Pengumuman tersebut dikeluarkan cuma beberapa hari setelah Uni Eropa mencela Israel karena medirikan bangunan di permukiman Gilo, Jerusalem.
Menurut pengumumkan itu, 607 rumah akan dipasarkan di Pisgat Ze'ev, permukiman di bagian timur-laut Jerusalem di seberang garis 1967, dan 92 unit akan dipasarkan di permukiman Ma'ale Adumim, sebelah timur Jerusalem.
"Kami bertujuan mempertahankan sasaran pemerintah untuk meningkatkan pasokan lahan buat rumah. Kami juga memasarkan di Jerusalem, yang merupakan 'ibu kota Israel'. Ada pertumbuhan penduduk dan tuntutan tinggi dan kami tak bisa menghentikan pembangunan di sana," Menteri Perumahan Israel Ariel Atias.
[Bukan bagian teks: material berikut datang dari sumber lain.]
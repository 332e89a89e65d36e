//! Health check endpoints
//!
//! Provides:
//! - `/health`: liveness and version (for load balancers)
//! - `/api/health/providers`: circuit state and call statistics per provider

use axum::extract::Extension;
use axum::http::StatusCode;
use axum::response::{IntoResponse, Json};
use axum::routing::get;
use axum::Router;
use council_core::{OrchestrationEngine, OverallStatus};
use serde::Serialize;

/// Simple health response
#[derive(Debug, Serialize)]
pub struct HealthResponse {
    pub status: &'static str,
    pub version: &'static str,
}

async fn health() -> Json<HealthResponse> {
    Json(HealthResponse {
        status: "healthy",
        version: env!("CARGO_PKG_VERSION"),
    })
}

/// Per-provider report; 503 once too few providers are callable to reach consensus
async fn provider_health(Extension(engine): Extension<OrchestrationEngine>) -> impl IntoResponse {
    let report = engine.health().report();
    let status = match report.status {
        OverallStatus::Unhealthy => StatusCode::SERVICE_UNAVAILABLE,
        OverallStatus::Healthy | OverallStatus::Degraded => StatusCode::OK,
    };
    (status, Json(report))
}

/// Health routes
pub fn health_routes() -> Router {
    Router::new()
        .route("/health", get(health))
        .route("/api/health/providers", get(provider_health))
}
Israel menganggap seluruh kota Jerusalem sebagai "ibu kotanya yang abadi", sementara rakyat Palestina ingin Jerusalem Timur --yang diduduki Israel sejak 1967-- sebagai ibu kota negara masa depan mereka.
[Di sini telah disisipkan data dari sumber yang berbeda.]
//! Wire dialects
//!
//! Every provider speaks one of three request/response shapes. A dialect only
//! decides the endpoint, the auth header, the request envelope and where the
//! generated text lives in the response; transport and timeouts are shared.

use crate::client::CallSettings;
use crate::error::{Error, Result};
use crate::util::sanitize_api_error;
use reqwest::{Client, RequestBuilder};
use serde::{Deserialize, Serialize};
use std::fmt;

/// Anthropic API version header value
pub const ANTHROPIC_VERSION: &str = "2023-06-01";

/// Request/response shape spoken by a provider
#[derive(Debug, Clone, Copy, PartialEq, Eq, Hash, Serialize, Deserialize)]
pub enum WireDialect {
    /// `POST {base}/chat/completions` with a bearer token
    #[serde(rename = "openai")]
    OpenAi,
    /// `POST {base}/messages` with `x-api-key`
    #[serde(rename = "anthropic")]
    Anthropic,
    /// `POST {base}/models/{model}:generateContent?key=...`
    #[serde(rename = "google")]
    Google,
}

impl fmt::Display for WireDialect {
    fn fmt(&self, f: &mut fmt::Formatter<'_>) -> fmt::Result {
        f.pad(match self {
            Self::OpenAi => "openai",
            Self::Anthropic => "anthropic",
            Self::Google => "google",
        })
    }
}

// ============================================================================
// API Types
// ============================================================================

#[derive(Debug, Serialize)]
struct ChatMessage<'a> {
    role: &'static str,
    content: &'a str,
}

#[derive(Debug, Serialize)]
struct OpenAiRequest<'a> {
    model: &'a str,
    messages: Vec<ChatMessage<'a>>,
    max_tokens: u32,
    temperature: f32,
}

#[derive(Debug, Deserialize)]
struct OpenAiResponse {
    #[serde(default)]
    choices: Vec<OpenAiChoice>,
}

#[derive(Debug, Deserialize)]
struct OpenAiChoice {
    message: OpenAiMessage,
}

#[derive(Debug, Deserialize)]
struct OpenAiMessage {
    #[serde(default)]
    content: Option<String>,
}

#[derive(Debug, Serialize)]
struct AnthropicRequest<'a> {
    model: &'a str,
    max_tokens: u32,
    messages: Vec<ChatMessage<'a>>,
}

#[derive(Debug, Deserialize)]
struct AnthropicResponse {
    #[serde(default)]
    content: Vec<AnthropicBlock>,
}

#[derive(Debug, Deserialize)]
struct AnthropicBlock {
    #[serde(rename = "type", default)]
    kind: String,
    #[serde(default)]
    text: Option<String>,
}

#[derive(Debug, Serialize)]
#[serde(rename_all = "camelCase")]
struct GoogleRequest<'a> {
    contents: Vec<GoogleContent<'a>>,
    generation_config: GoogleGenerationConfig,
}

#[derive(Debug, Serialize)]
struct GoogleContent<'a> {
    parts: Vec<GooglePart<'a>>,
}

#[derive(Debug, Serialize)]
struct GooglePart<'a> {
    text: &'a str,
}

#[derive(Debug, Serialize)]
#[serde(rename_all = "camelCase")]
struct GoogleGenerationConfig {
    temperature: f32,
    max_output_tokens: u32,
}

#[derive(Debug, Deserialize)]
struct GoogleResponse {
    #[serde(default)]
    candidates: Vec<GoogleCandidate>,
}

#[derive(Debug, Deserialize)]
struct GoogleCandidate {
    #[serde(default)]
    content: Option<GoogleResponseContent>,
}

#[derive(Debug, Deserialize)]
struct GoogleResponseContent {
    #[serde(default)]
    parts: Vec<GoogleResponsePart>,
}

#[derive(Debug, Deserialize)]
struct GoogleResponsePart {
    #[serde(default)]
    text: Option<String>,
}

/// Error envelope; OpenAI, Anthropic and Google all nest a `message` under `error`
#[derive(Debug, Deserialize)]
struct ErrorEnvelope {
    error: ErrorDetail,
}

#[derive(Debug, Deserialize)]
#[serde(untagged)]
enum ErrorDetail {
    Structured { message: String },
    Plain(String),
}

// ============================================================================
// Dialect behavior
// ============================================================================

impl WireDialect {
    /// Full endpoint URL for one call
    ///
    /// For [`WireDialect::Google`] the key travels in the query string; never
    /// log the returned value without [`crate::util::redact_url_key`].
    #[must_use]
    pub fn endpoint(&self, base_url: &str, model: &str, api_key: &str) -> String {
        let base = base_url.trim_end_matches('/');
        match self {
            Self::OpenAi => format!("{base}/chat/completions"),
            Self::Anthropic => format!("{base}/messages"),
            Self::Google => format!("{base}/models/{model}:generateContent?key={api_key}"),
        }
    }

    /// Build the outgoing request: endpoint, auth headers and JSON body
    pub fn build_request(
        &self,
        client: &Client,
        base_url: &str,
        model: &str,
        api_key: &str,
        prompt: &str,
        settings: &CallSettings,
    ) -> RequestBuilder {
        let url = self.endpoint(base_url, model, api_key);
        let messages = vec![ChatMessage {
            role: "user",
            content: prompt,
        }];

        match self {
            Self::OpenAi => client.post(url).bearer_auth(api_key).json(&OpenAiRequest {
                model,
                messages,
                max_tokens: settings.max_tokens,
                temperature: settings.temperature,
            }),
            Self::Anthropic => client
                .post(url)
                .header("x-api-key", api_key)
                .header("anthropic-version", ANTHROPIC_VERSION)
                .json(&AnthropicRequest {
                    model,
                    max_tokens: settings.max_tokens,
                    messages,
                }),
            Self::Google => client.post(url).json(&GoogleRequest {
                contents: vec![GoogleContent {
                    parts: vec![GooglePart { text: prompt }],
                }],
                generation_config: GoogleGenerationConfig {
                    temperature: settings.temperature,
                    max_output_tokens: settings.max_tokens,
                },
            }),
        }
    }

    /// Pull the generated text out of a successful response body
    ///
    /// A body that does not decode, or decodes without any text, is
    /// [`Error::EmptyResponse`].
    pub fn extract_text(&self, body: &str) -> Result<String> {
        let text = match self {
            Self::OpenAi => serde_json::from_str::<OpenAiResponse>(body)
                .ok()
                .and_then(|r| r.choices.into_iter().next())
                .and_then(|c| c.message.content),
            Self::Anthropic => serde_json::from_str::<AnthropicResponse>(body)
                .ok()
                .and_then(|r| {
                    // Some gateways put a thinking block first
                    r.content
                        .into_iter()
                        .find(|b| b.kind == "text" || (b.kind.is_empty() && b.text.is_some()))
                })
                .and_then(|b| b.text),
            Self::Google => serde_json::from_str::<GoogleResponse>(body)
                .ok()
                .and_then(|r| r.candidates.into_iter().next())
                .and_then(|c| c.content)
                .and_then(|c| c.parts.into_iter().next())
                .and_then(|p| p.text),
        };

        match text {
            Some(t) if !t.trim().is_empty() => Ok(t),
            _ => Err(Error::EmptyResponse),
        }
    }
}

/// Turn a non-success response into a sanitized [`Error::Api`]
pub(crate) fn api_error(status: u16, body: &str) -> Error {
    let message = match serde_json::from_str::<ErrorEnvelope>(body) {
        Ok(ErrorEnvelope {
            error: ErrorDetail::Structured { message } | ErrorDetail::Plain(message),
        }) => message,
        Err(_) => format!("HTTP {status}"),
    };

    Error::Api {
        status,
        message: sanitize_api_error(&message),
    }
}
Kementerian Israel tersebut menyatakan rumah yang dimaksud didirikan di daerah "dengan tuntutan tinggi", demikian laporan Xinhua. Lahan buat 806 rumah akan dipasarkan dalam jumlah kelompok; 1.170 rumah di Jerusalem, 1.174 di bagian utara dan 387 rumah di Haifa.
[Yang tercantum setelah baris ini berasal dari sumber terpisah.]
//! Response parser - turns free-form model output into an [`Opinion`]
//!
//! Models are asked for a bare JSON object but routinely wrap it in prose or
//! markdown fences. The parser scans for the first embedded JSON object and
//! validates it; malformed input is a typed [`ParseError`], never a panic.

use serde::{Deserialize, Serialize};
use serde_json::{Map, Value};
use std::fmt;
use std::str::FromStr;
use thiserror::Error;

/// Confidence assumed when the model omits it or sends something non-numeric
pub const DEFAULT_CONFIDENCE: u8 = 50;

/// Reasoning used when the model omits it
pub const DEFAULT_REASONING: &str = "No reasoning provided";

/// Trading signal
#[derive(Debug, Clone, Copy, PartialEq, Eq, Hash, Serialize, Deserialize)]
#[serde(rename_all = "UPPERCASE")]
pub enum Signal {
    /// Open or add to the position
    Buy,
    /// Exit or short
    Sell,
    /// Wait
    Hold,
}

impl Signal {
    /// All signals in tie-break precedence order
    pub const ALL: [Signal; 3] = [Signal::Buy, Signal::Sell, Signal::Hold];

    /// Returns the wire representation
    #[must_use]
    pub fn as_str(&self) -> &'static str {
        match self {
            Self::Buy => "BUY",
            Self::Sell => "SELL",
            Self::Hold => "HOLD",
        }
    }
}

impl fmt::Display for Signal {
    fn fmt(&self, f: &mut fmt::Formatter<'_>) -> fmt::Result {
        f.write_str(self.as_str())
    }
}

impl FromStr for Signal {
    type Err = ParseError;

    fn from_str(s: &str) -> Result<Self, Self::Err> {
        match s.trim().to_ascii_uppercase().as_str() {
            "BUY" => Ok(Self::Buy),
            "SELL" => Ok(Self::Sell),
            "HOLD" => Ok(Self::Hold),
            _ => Err(ParseError::UnknownSignal(s.to_string())),
        }
    }
}

/// A validated opinion extracted from one provider's answer
#[derive(Debug, Clone, PartialEq, Eq, Serialize, Deserialize)]
pub struct Opinion {
    /// Recommended action
    pub signal: Signal,
    /// Confidence in `[0, 100]`
    pub confidence: u8,
    /// Free-text rationale
    pub reasoning: String,
}

/// Why a response could not be turned into an [`Opinion`]
#[derive(Debug, Clone, PartialEq, Eq, Error)]
pub enum ParseError {
    /// No JSON object anywhere in the text
    #[error("no JSON object found in response")]
    NoJsonObject,

    /// JSON object without a `signal` field
    #[error("missing required field: signal")]
    MissingSignal,

    /// `signal` present but not BUY/SELL/HOLD
    #[error("invalid signal value: {0:?}")]
    UnknownSignal(String),
}

/// Parse raw model text into an [`Opinion`]
pub fn parse_opinion(raw: &str) -> Result<Opinion, ParseError> {
    let object = first_json_object(raw).ok_or(ParseError::NoJsonObject)?;

    let signal = match object.get("signal") {
        None | Some(Value::Null) => return Err(ParseError::MissingSignal),
        Some(Value::String(s)) => s.parse::<Signal>()?,
        Some(other) => return Err(ParseError::UnknownSignal(other.to_string())),
    };

    Ok(Opinion {
        signal,
        confidence: confidence_from(object.get("confidence")),
        reasoning: reasoning_from(object.get("reasoning")),
    })
}

/// Find the first `{...}` in `raw` that deserializes as a JSON object.
///
/// Each candidate start is fed to a streaming deserializer, which stops at
/// the end of the first complete value and ignores whatever follows.
fn first_json_object(raw: &str) -> Option<Map<String, Value>> {
    raw.match_indices('{').find_map(|(idx, _)| {
        let mut values = serde_json::Deserializer::from_str(&raw[idx..]).into_iter::<Value>();
        match values.next() {
            Some(Ok(Value::Object(map))) => Some(map),
            _ => None,
        }
    })
}

fn confidence_from(value: Option<&Value>) -> u8 {
    let number = match value {
        Some(Value::Number(n)) => n.as_f64(),
        Some(Value::String(s)) => s.trim().parse::<f64>().ok(),
        _ => None,
    };

    match number {
        Some(n) if n.is_finite() => n.clamp(0.0, 100.0).round() as u8,
        _ => DEFAULT_CONFIDENCE,
    }
}

fn reasoning_from(value: Option<&Value>) -> String {
    match value {
        Some(Value::String(s)) if !s.trim().is_empty() => s.trim().to_string(),
        Some(Value::Null) | Some(Value::String(_)) | None => DEFAULT_REASONING.to_string(),
        Some(other) => other.to_string(),
    }
}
Kementerian itu menambahkan lahan tersebut akan dipasarkan dengan harga minimum, sebanyak 25 sampai 35 persen harga evalualisnya, guna menurunkan harga tanah.
Pekan lalu, Uni Eropa mengecam pemerintah Israel karena memberi lampu hijau bagi rencana untuk membangun 797 rumah di Gilo, yang berada di Jerusalem tenggara di lahan yang direbut Israel dalam Perang 1967.
"Permukiman tidak sah berdasarkan hukum internasional dan mengancam akan membuat penyelesaian dua negara jadi tidak mungkin," kata Kepala Kebijakan Luar Negeri Uni Eropa Catherine Ashton di dalam satu pernyataan yang dikeluarkan pada Jumat (19/10).